(Records from a collection)
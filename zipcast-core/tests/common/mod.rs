//! Fixtures shared by the HTTP integration tests.

#![allow(dead_code)]

use reqwest::Client;
use serde_json::{Value, json};
use wiremock::MockServer;
use zipcast_core::{Endpoints, ForecastOrchestrator, notify::RecordingSink};

/// Endpoints that route every upstream call to `server`.
pub fn endpoints(server: &MockServer) -> Endpoints {
    Endpoints {
        geocoding_url: format!("{}/search", server.uri()),
        forecast_url: format!("{}/v1/forecast", server.uri()),
        backend_url: server.uri(),
    }
}

pub fn orchestrator(server: &MockServer) -> (ForecastOrchestrator, RecordingSink) {
    let sink = RecordingSink::new();
    let orch = ForecastOrchestrator::with_client(
        endpoints(server),
        Client::new(),
        Box::new(sink.clone()),
    );
    (orch, sink)
}

/// Open-Meteo shaped payload with `hours` hourly rows and a 7-day daily block.
///
/// Hourly temperature at index `i` is `i * 0.5`, humidity is `50 + i`.
pub fn columnar_payload(hours: usize) -> Value {
    let time: Vec<String> = (0..hours)
        .map(|h| format!("2024-07-{:02}T{:02}:00", 1 + h / 24, h % 24))
        .collect();

    json!({
        "latitude": 40.75,
        "longitude": -73.99,
        "timezone": "America/New_York",
        "hourly": {
            "time": time,
            "temperature_2m": (0..hours).map(|h| h as f64 * 0.5).collect::<Vec<_>>(),
            "weather_code": (0..hours).map(|h| [0, 2, 61, 95][h % 4]).collect::<Vec<u8>>(),
            "relative_humidity_2m": (0..hours).map(|h| 50.0 + h as f64).collect::<Vec<_>>(),
            "wind_speed_10m": vec![9.5; hours],
            "precipitation": vec![0.0; hours]
        },
        "daily": {
            "time": (1..=7).map(|d| format!("2024-07-{d:02}")).collect::<Vec<_>>(),
            "temperature_2m_max": [10.0, 20.0, 22.0, 24.0, 26.0, 28.0, 30.0],
            "temperature_2m_min": [0.0, 10.0, 12.0, 14.0, 16.0, 18.0, 20.0],
            "weather_code": [0, 3, 61, 71, 80, 85, 95],
            "wind_speed_10m_max": [18.0, 19.0, 20.0, 21.0, 22.0, 23.0, 24.0],
            "precipitation_sum": [0.0, 0.0, 5.1, 2.0, 1.2, 0.0, 8.8]
        }
    })
}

> EXERCISE DETAILS: Tell how many lines of the data above hold the string "daily". Give only the number.

> TASK RESPONSE: 2